2Le premier type de discours, d’une nature que l’on peut qualifier de « promotionnelle », est essentiellement tenu par la communauté des capital-risqueurs pour qui le financement par le capital-risque est la panacée au problème du financement de l’innovation radicale. Il est présenté comme ne posant pas de problèmes de coordination particuliers entre les financiers et les dirigeants de start-up. Cette vision excessivement positive occulte la dimension spécifique et la complexité associées à la mise en œuvre du capital-risque.
3Le second point de vue, développé principalement après mars 2000 (cette date marquant la fin de l’essor et le début de la crise du capital-risque), défend la thèse selon laquelle ce mode de financement est un pur artifice, au sens où il ne répond pas à des besoins financiers particuliers. Selon ce dernier point de vue, les pratiques de sélection des start-up et de valorisation financière auxquelles recourt le capital-risqueur sont considérées comme arbitraires. L’investissement en capital-risque y est vu comme relevant de la loterie et est assimilé à un pari. Son développement engendrerait le chaos sur le marché financier spécialisé dans les valeurs de croissance. C’est la question de sa légitimité même qui est posée. Ces deux points de vue sont extrêmes et méritent d’être discutés.

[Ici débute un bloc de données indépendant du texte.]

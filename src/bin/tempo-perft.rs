// Copyright 2022 Sean Gillespie.
//
// Licensed under the Apache License, Version 2.0 <LICENSE-APACHE or
// http://www.apache.org/licenses/LICENSE-2.0> or the MIT license
// <LICENSE-MIT or http://opensource.org/licenses/MIT>, at your
// option. This file may not be copied, modified, or distributed
// except according to those terms.

use std::time::Instant;

use structopt::StructOpt;
use tempo::{movegen, Position};

#[derive(Debug, StructOpt)]
struct Options {
    /// The depth to count to.
    #[structopt(short, long)]
    depth: u32,

    /// FEN representation of the position to count from.
    #[structopt(name = "FEN")]
    fen: String,

    /// Print per-root-move subtotals, for diffing against another engine.
    #[structopt(long)]
    divide: bool,
}

fn main() -> anyhow::Result<()> {
    let ops = Options::from_args();
    let mut pos = Position::from_fen(&ops.fen)
        .map_err(|err| anyhow::anyhow!("invalid FEN '{}': {}", ops.fen, err))?;

    let start = Instant::now();
    if ops.divide {
        let mut total = 0;
        for (mov, nodes) in movegen::divide(&mut pos, ops.depth) {
            println!("{}: {}", mov.as_coord(), nodes);
            total += nodes;
        }
        println!("total: {}", total);
    } else {
        println!("{}", movegen::perft(&mut pos, ops.depth));
    }

    let elapsed = start.elapsed();
    eprintln!("elapsed: {:.3}s", elapsed.as_secs_f64());
    Ok(())
}
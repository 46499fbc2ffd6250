// Copyright 2022 Sean Gillespie.
//
// Licensed under the Apache License, Version 2.0 <LICENSE-APACHE or
// http://www.apache.org/licenses/LICENSE-2.0> or the MIT license
// <LICENSE-MIT or http://opensource.org/licenses/MIT>, at your
// option. This file may not be copied, modified, or distributed
// except according to those terms.

use tempo::xboard;
use tracing_subscriber::{filter::LevelFilter, EnvFilter, FmtSubscriber};

fn main() -> anyhow::Result<()> {
    let subscriber = FmtSubscriber::builder()
        .with_max_level(LevelFilter::WARN)
        .with_env_filter(EnvFilter::from_env("TEMPO_LOG"))
        .with_writer(std::io::stderr)
        .finish();
    tracing::subscriber::set_global_default(subscriber).expect("setting default subscriber failed");

    xboard::run()
}
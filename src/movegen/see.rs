// Copyright 2022 Sean Gillespie.
//
// Licensed under the Apache License, Version 2.0 <LICENSE-APACHE or
// http://www.apache.org/licenses/LICENSE-2.0> or the MIT license
// <LICENSE-MIT or http://opensource.org/licenses/MIT>, at your
// option. This file may not be copied, modified, or distributed
// except according to those terms.

//! Static exchange evaluation: the net material outcome of a capture sequence on one
//! square, assuming both sides always recapture with their least valuable attacker.
//!
//! The search consumes this only as an ordering and pruning aid (quiescence skips
//! captures that lose material outright); it never contributes to the game-theoretic
//! score.

use crate::{
    core::{attacks, *},
    Position,
};

/// Material values for exchange purposes, indexed by [`PieceKind::exchange_rank`].
const SEE_VALUE: [i32; 7] = [0, 100, 300, 300, 500, 900, 10000];

fn value_of(kind: PieceKind) -> i32 {
    SEE_VALUE[kind.exchange_rank() as usize]
}

/// All pieces of both sides that attack `target` under the given occupancy. The occupancy
/// is a parameter (rather than read from the position) because the exchange simulation
/// peels attackers off the board as they are consumed.
fn attackers_to(pos: &Position, occupied: SquareSet, target: Square) -> SquareSet {
    let kings = pos.pieces_of_kind(Color::White, PieceKind::King)
        | pos.pieces_of_kind(Color::Black, PieceKind::King);
    let knights = pos.knights(Color::White) | pos.knights(Color::Black);
    let rooks_queens = pos.rooks(Color::White)
        | pos.rooks(Color::Black)
        | pos.queens(Color::White)
        | pos.queens(Color::Black);
    let bishops_queens = pos.bishops(Color::White)
        | pos.bishops(Color::Black)
        | pos.queens(Color::White)
        | pos.queens(Color::Black);

    let mut attackers = attacks::king_attacks(target) & kings;
    attackers |= attacks::knight_attacks(target) & knights;
    attackers |= attacks::pawn_attacks(target, Color::Black) & pos.pawns(Color::White);
    attackers |= attacks::pawn_attacks(target, Color::White) & pos.pawns(Color::Black);
    attackers |= attacks::rook_attacks(target, occupied) & rooks_queens;
    attackers |= attacks::bishop_attacks(target, occupied) & bishops_queens;
    attackers
}

/// Sliders that attack `target` through the current occupancy; called after a piece is
/// removed to uncover x-ray attackers standing behind it.
fn xray_attackers(pos: &Position, occupied: SquareSet, target: Square) -> SquareSet {
    let rooks_queens = pos.rooks(Color::White)
        | pos.rooks(Color::Black)
        | pos.queens(Color::White)
        | pos.queens(Color::Black);
    let bishops_queens = pos.bishops(Color::White)
        | pos.bishops(Color::Black)
        | pos.queens(Color::White)
        | pos.queens(Color::Black);

    let mut attackers = attacks::rook_attacks(target, occupied) & rooks_queens;
    attackers |= attacks::bishop_attacks(target, occupied) & bishops_queens;
    attackers & occupied
}

/// The least valuable piece of `side` within `set`, as a single-bit set plus its kind.
fn least_valuable(pos: &Position, set: SquareSet, side: Color) -> Option<(SquareSet, PieceKind)> {
    for kind in [
        PieceKind::Pawn,
        PieceKind::Knight,
        PieceKind::Bishop,
        PieceKind::Rook,
        PieceKind::Queen,
        PieceKind::King,
    ] {
        let subset = set & pos.pieces_of_kind(side, kind);
        if let Some(sq) = subset.first() {
            return Some((SquareSet::single(sq), kind));
        }
    }
    None
}

/// Evaluates the exchange started by `mov` on its destination square and returns the net
/// gain in centipawns for the side making the move. Positive means the capture wins
/// material even against best defense.
pub fn see(pos: &Position, mov: Move) -> i32 {
    debug_assert!(!mov.is_null());

    let to = mov.destination();
    let from = mov.source();
    let mut piece = match pos.piece_at(from) {
        Some(piece) => piece.kind,
        None => return 0,
    };

    let pawns = pos.pawns(Color::White) | pos.pawns(Color::Black);
    let may_xray = pawns
        | pos.bishops(Color::White)
        | pos.bishops(Color::Black)
        | pos.rooks(Color::White)
        | pos.rooks(Color::Black)
        | pos.queens(Color::White)
        | pos.queens(Color::Black);

    let mut occupied = pos.occupancy();
    let mut captured_value = pos.piece_at(to).map(|p| value_of(p.kind)).unwrap_or(0);
    if mov.is_en_passant() {
        // The victim pawn shares the attacker's rank and the destination's file; lift it
        // off the board before scanning for attackers through its square.
        let victim_sq = Square::of(from.rank(), to.file());
        captured_value = value_of(PieceKind::Pawn);
        occupied = occupied ^ SquareSet::single(victim_sq);
    }

    let last_rank = SS_RANK_1 | SS_RANK_8;
    let to_bb = SquareSet::single(to);
    let mut from_bb = SquareSet::single(from);
    let mut attadef = attackers_to(pos, occupied, to) | from_bb;
    let mut side = pos.side_to_move();

    let mut gain = [0i32; 32];
    let mut depth = 0;
    gain[0] = captured_value;

    let mut step = 0;
    loop {
        // A pawn arriving on the last rank promotes: the move's own promotion piece on
        // the first step, a queen for every speculative recapture after that.
        if piece == PieceKind::Pawn && !(to_bb & last_rank).is_empty() {
            let promote_to = if step == 0 {
                mov.promotion_piece().map(|p| p.kind).unwrap_or(PieceKind::Queen)
            } else {
                PieceKind::Queen
            };
            gain[depth] += value_of(promote_to) - value_of(PieceKind::Pawn);
            piece = promote_to;
        }
        step += 1;

        depth += 1;
        debug_assert!(depth < gain.len());
        // Speculative store: what this side stands to win if the piece it just moved is
        // itself recaptured.
        gain[depth] = value_of(piece) - gain[depth - 1];
        side = side.toggle();

        if gain[depth].max(-gain[depth - 1]) < 0 {
            break;
        }

        attadef = attadef ^ from_bb;
        occupied = occupied ^ from_bb;
        if !(from_bb & may_xray).is_empty() {
            attadef |= xray_attackers(pos, occupied, to);
        }

        match least_valuable(pos, attadef, side) {
            Some((bb, kind)) => {
                from_bb = bb;
                piece = kind;
            }
            None => break,
        }
    }

    while depth > 1 {
        depth -= 1;
        gain[depth - 1] = -gain[depth].max(-gain[depth - 1]);
    }
    gain[0]
}
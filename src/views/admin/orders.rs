use super::status_classes;
use crate::models::OrderStatus;
use crate::state::StoreState;
use akkss_common::format;
use dioxus::prelude::*;
use tracing::info;

#[component]
pub fn OrderManager() -> Element {
    let mut store = use_context::<StoreState>();
    let orders = store.orders.read().clone();

    rsx! {
        div { class: "space-y-6",
            h2 { class: "text-2xl font-bold", "Order Management" }
            div { class: "bg-card border border-border rounded-2xl overflow-x-auto",
                table { class: "w-full text-sm",
                    thead {
                        tr { class: "border-b border-border",
                            th { class: "text-left py-3 px-4 font-medium text-muted-foreground", "Order Number" }
                            th { class: "text-left py-3 px-4 font-medium text-muted-foreground", "Customer" }
                            th { class: "text-left py-3 px-4 font-medium text-muted-foreground", "Amount" }
                            th { class: "text-left py-3 px-4 font-medium text-muted-foreground", "Status" }
                            th { class: "text-left py-3 px-4 font-medium text-muted-foreground", "Date" }
                        }
                    }
                    tbody {
                        for order in orders {
                            tr { key: "{order.id}", class: "border-b border-border last:border-0",
                                td { class: "py-3 px-4 font-medium", "{order.order_number}" }
                                td { class: "py-3 px-4", "{order.customer_name}" }
                                td { class: "py-3 px-4", "{format::rupees(order.total_amount)}" }
                                td { class: "py-3 px-4",
                                    select {
                                        class: "px-2 py-1 rounded text-xs font-medium border-0 {status_classes(order.status)}",
                                        onchange: move |e| {
                                            let Some(status) = OrderStatus::from_label(&e.value()) else {
                                                return;
                                            };
                                            if let Some(o) = store.orders.write().iter_mut().find(|o| o.id == order.id) {
                                                info!("Order {} marked {}", o.order_number, status.label());
                                                o.status = status;
                                            }
                                        },
                                        for status in OrderStatus::all() {
                                            option {
                                                value: "{status.label()}",
                                                selected: *status == order.status,
                                                "{status.label()}"
                                            }
                                        }
                                    }
                                }
                                td { class: "py-3 px-4 text-muted-foreground", {order.created_at.format("%Y-%m-%d").to_string()} }
                            }
                        }
                    }
                }
            }
        }
    }
}
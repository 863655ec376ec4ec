pub mod impact;
pub mod orders;

use crate::error::AppError;
use crate::models::{Cart, LocationRecord, Order, ShippingDetails};
use async_trait::async_trait;

/// Produces the next impact snapshot from the current one.
///
/// Implementations must return the same records (ids, names, places,
/// regions) with counters that never decrease. The call cannot fail.
#[async_trait]
pub trait ImpactSource: Clone + PartialEq + Send + Sync + 'static {
    async fn refresh(&self, baseline: Vec<LocationRecord>) -> Vec<LocationRecord>;
}

#[async_trait]
pub trait CheckoutService: Clone + PartialEq + Send + Sync + 'static {
    async fn place_order(
        &self,
        order_id: u32,
        cart: Cart,
        shipping: ShippingDetails,
    ) -> Result<Order, AppError>;
}

#[derive(Clone, Copy, PartialEq)]
pub struct ProductionImpactSource;

#[async_trait]
impl ImpactSource for ProductionImpactSource {
    async fn refresh(&self, baseline: Vec<LocationRecord>) -> Vec<LocationRecord> {
        impact::SimulatedImpact::from_config().refresh(&baseline).await
    }
}

#[derive(Clone, Copy, PartialEq)]
pub struct ProductionCheckoutService;

#[async_trait]
impl CheckoutService for ProductionCheckoutService {
    async fn place_order(
        &self,
        order_id: u32,
        cart: Cart,
        shipping: ShippingDetails,
    ) -> Result<Order, AppError> {
        orders::OrderDesk::from_config()
            .place_order(order_id, &cart, &shipping)
            .await
    }
}
use crate::hooks::use_store_client;
use crate::icons::*;
use crate::models::{Product, ProductCategory, ProductKind, ProductQuery, SortOrder, StoreSummary};
use crate::state::StoreState;
use akkss_common::catalog::{DEFAULT_PRICE_MAX, INR_PER_USD};
use akkss_common::format;
use dioxus::prelude::*;

/// Store page. `category` comes from `?category=`; a new value remounts the
/// catalog with fresh filters.
#[component]
pub fn Store(category: String) -> Element {
    let initial = ProductCategory::from_slug(&category);
    rsx! {
        Catalog { key: "{category}", initial }
    }
}

#[component]
fn Catalog(initial: Option<ProductCategory>) -> Element {
    let store = use_context::<StoreState>();
    let mut query = use_signal(|| ProductQuery {
        category: initial,
        ..Default::default()
    });

    let products = store.products.read();
    let filtered = query.read().apply(&products);
    let total = products.len();
    drop(products);
    let summary = StoreSummary::of(&filtered);
    let q = query.read().clone();

    rsx! {
        div { class: "min-h-screen bg-background",
            div { class: "bg-primary text-primary-foreground py-12",
                div { class: "max-w-7xl mx-auto px-4 text-center",
                    h1 { class: "text-4xl md:text-5xl font-bold mb-4", "Sustainable Laptop Store" }
                    p { class: "text-xl opacity-90", "New and certified refurbished laptops. One tree planted with every order." }
                }
            }

            // Filters
            div { class: "bg-card border-b border-border",
                div { class: "max-w-7xl mx-auto px-4 py-6 grid grid-cols-1 md:grid-cols-5 gap-4 items-center",
                    div { class: "relative md:col-span-2",
                        Search { size: 18, class: Some("absolute left-3 top-1/2 -translate-y-1/2 text-muted-foreground".to_string()) }
                        input {
                            class: "w-full pl-10 pr-3 py-2 border border-border rounded-md bg-background",
                            placeholder: "Search laptops...",
                            value: "{q.search}",
                            oninput: move |e| query.write().search = e.value(),
                        }
                    }
                    select {
                        class: "px-3 py-2 border border-border rounded-md bg-background",
                        onchange: move |e| query.write().category = ProductCategory::from_slug(&e.value()),
                        option { value: "all", selected: q.category.is_none(), "All Categories" }
                        for c in ProductCategory::all() {
                            option { value: "{c.slug()}", selected: q.category == Some(*c), "{c.label()}" }
                        }
                    }
                    select {
                        class: "px-3 py-2 border border-border rounded-md bg-background",
                        onchange: move |e| query.write().kind = ProductKind::from_label(&e.value()),
                        option { value: "all", selected: q.kind.is_none(), "All Types" }
                        for k in ProductKind::all() {
                            option { value: "{k.label()}", selected: q.kind == Some(*k), "{k.label()}" }
                        }
                    }
                    select {
                        class: "px-3 py-2 border border-border rounded-md bg-background",
                        onchange: move |e| query.write().sort = SortOrder::from_value(&e.value()),
                        for s in SortOrder::all() {
                            option { value: "{s.value()}", selected: q.sort == *s, "{s.label()}" }
                        }
                    }
                    div { class: "md:col-span-5 flex items-center gap-4 text-sm text-muted-foreground",
                        span { "Max price: {format::dollars(q.price_max)}" }
                        input {
                            r#type: "range",
                            class: "flex-1 accent-primary",
                            min: "0",
                            max: "{DEFAULT_PRICE_MAX}",
                            step: "50",
                            value: "{q.price_max}",
                            oninput: move |e| {
                                if let Ok(max) = e.value().parse::<u32>() {
                                    query.write().price_max = max;
                                }
                            },
                        }
                    }
                }
            }

            div { class: "py-12",
                div { class: "max-w-7xl mx-auto px-4",
                    div { class: "flex items-center justify-between mb-8",
                        h2 { class: "text-2xl font-semibold text-foreground", "{filtered.len()} Products Found" }
                        div { class: "text-sm text-muted-foreground", "Showing {filtered.len()} of {total} products" }
                    }
                    if filtered.is_empty() {
                        div { class: "text-center py-12",
                            Search { size: 48, class: Some("mx-auto mb-4 text-muted-foreground".to_string()) }
                            h3 { class: "text-xl font-semibold text-foreground mb-2", "No products found" }
                            p { class: "text-muted-foreground", "Try adjusting your search or filter criteria" }
                        }
                    } else {
                        div { class: "grid grid-cols-1 md:grid-cols-2 lg:grid-cols-3 gap-8",
                            for product in filtered.iter() {
                                ProductCard { key: "{product.id}", product: product.clone() }
                            }
                        }
                    }
                }
            }

            div { class: "bg-accent/30 py-12",
                div { class: "max-w-7xl mx-auto px-4",
                    div { class: "text-center mb-8",
                        h2 { class: "text-3xl font-bold text-foreground mb-4", "Your Environmental Impact" }
                        p { class: "text-xl text-muted-foreground", "Every laptop purchase contributes to a greener future" }
                    }
                    div { class: "grid grid-cols-1 md:grid-cols-3 gap-8",
                        SummaryTile { value: summary.count.to_string(), label: "Trees Will Be Planted" }
                        SummaryTile { value: format!("{}kg", format::count(summary.co2_saved_kg)), label: "CO₂ Emissions Saved" }
                        SummaryTile { value: format::rupees(summary.refurbished_savings_inr), label: "Total Savings Available" }
                    }
                }
            }
        }
    }
}

#[component]
fn SummaryTile(value: String, label: &'static str) -> Element {
    rsx! {
        div { class: "text-center p-6 bg-card rounded-2xl",
            div { class: "text-3xl font-bold text-primary mb-2", "{value}" }
            div { class: "text-muted-foreground", "{label}" }
        }
    }
}

#[component]
fn ProductCard(product: Product) -> Element {
    let client = use_store_client();
    let favorite = client.is_favorite(product.id);
    let price = format::rupees(u64::from(product.price) * INR_PER_USD);
    let original = product
        .original_price
        .map(|p| format::rupees(u64::from(p) * INR_PER_USD));
    let savings = product.savings();
    let full_stars = product.rating.floor() as usize;
    let id = product.id;
    let for_cart = product.clone();

    rsx! {
        div { class: "bg-card rounded-2xl shadow-sm border border-border hover:shadow-lg transition-all duration-300 overflow-hidden group",
            div { class: "relative h-48 bg-accent/40 flex items-center justify-center",
                Laptop { size: 96, class: Some("text-primary/60 group-hover:scale-105 transition-transform".to_string()) }
                div { class: "absolute top-3 left-3 flex flex-col gap-2",
                    if product.category == ProductCategory::Refurbished {
                        span { class: "bg-primary text-primary-foreground px-2 py-1 rounded-full text-xs font-medium", "Refurbished" }
                    }
                    if !product.in_stock() {
                        span { class: "bg-red-500 text-white px-2 py-1 rounded-full text-xs font-medium", "Out of Stock" }
                    }
                    if product.featured {
                        span { class: "bg-yellow-500 text-white px-2 py-1 rounded-full text-xs font-medium", "Featured" }
                    }
                }
                button {
                    class: "absolute top-3 right-3 w-8 h-8 rounded-full bg-card/90 flex items-center justify-center",
                    title: if favorite { "Remove from favourites" } else { "Add to favourites" },
                    onclick: move |_| client.toggle_favorite(id),
                    Heart {
                        size: 16,
                        class: Some(if favorite { "text-red-500".to_string() } else { "text-muted-foreground".to_string() }),
                        fill: if favorite { Some("currentColor".to_string()) } else { None },
                    }
                }
                div { class: "absolute bottom-3 left-3 bg-card/90 backdrop-blur-sm rounded-lg p-2 text-xs",
                    div { class: "flex items-center gap-1 text-primary",
                        Leaf { size: 12 }
                        span { class: "font-medium", "{product.trees_planted} Tree Planted" }
                    }
                    if product.co2_saved_kg > 0 {
                        div { class: "text-green-600 font-medium", "{product.co2_saved_kg}kg CO₂ Saved" }
                    }
                }
            }

            div { class: "p-6",
                div { class: "mb-3",
                    h3 { class: "text-lg font-semibold text-foreground mb-1", "{product.name}" }
                    div { class: "flex items-center gap-2",
                        div { class: "flex items-center",
                            for i in 0..5usize {
                                Star {
                                    key: "{i}",
                                    size: 16,
                                    class: Some(if i < full_stars { "text-yellow-400".to_string() } else { "text-gray-300".to_string() }),
                                    fill: if i < full_stars { Some("currentColor".to_string()) } else { None },
                                }
                            }
                        }
                        span { class: "text-sm text-muted-foreground", "{product.rating} ({product.reviews} reviews)" }
                    }
                }
                div { class: "mb-4 space-y-1 text-sm text-muted-foreground",
                    div { "{product.specs.processor}" }
                    div { "{product.specs.memory} • {product.specs.storage}" }
                    div { "{product.specs.display}" }
                }
                div { class: "flex items-center justify-between mb-4",
                    div { class: "flex items-center gap-2",
                        span { class: "text-2xl font-bold text-primary", "{price}" }
                        if let Some(original) = original {
                            span { class: "text-sm text-muted-foreground line-through", "{original}" }
                        }
                    }
                    if savings > 0 {
                        span { class: "text-sm font-medium text-green-600",
                            "Save {format::rupees(u64::from(savings) * INR_PER_USD)}"
                        }
                    }
                }
                button {
                    class: "w-full inline-flex items-center justify-center gap-2 h-10 rounded-xl bg-primary text-primary-foreground font-semibold disabled:opacity-50 disabled:pointer-events-none",
                    disabled: !product.in_stock(),
                    onclick: move |_| client.add_to_cart(&for_cart),
                    ShoppingCart { size: 16 }
                    if product.in_stock() { "Add to Cart" } else { "Out of Stock" }
                }
            }
        }
    }
}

4Le capital-risque est une activité nouvelle et spécifique, relativement peu abordée jusqu’alors dans la sphère universitaire. Sa spécificité - comparativement au financement bancaire ou au financement par le marché financier - provient selon nous de l’ampleur de l’incertitude à laquelle font face les acteurs qui le mobilisent. Pour la traiter, ces derniers ne peuvent le plus souvent pas faire appel aux outils du risque, aux probabilités objectives. L’objectif de cet article est de proposer un cadre analytique rendant compte du traitement de l’incertitude par les acteurs de la relation de financement par le capital-risque (Dubocage, 2003) [1] Celui-ci s’appuie notamment sur la théorie des options réelles développée par la science de la gestion, ainsi que sur deux approches économiques non mobilisées dans la littérature sur le capital-risque : le jugement knightien et le mimétisme.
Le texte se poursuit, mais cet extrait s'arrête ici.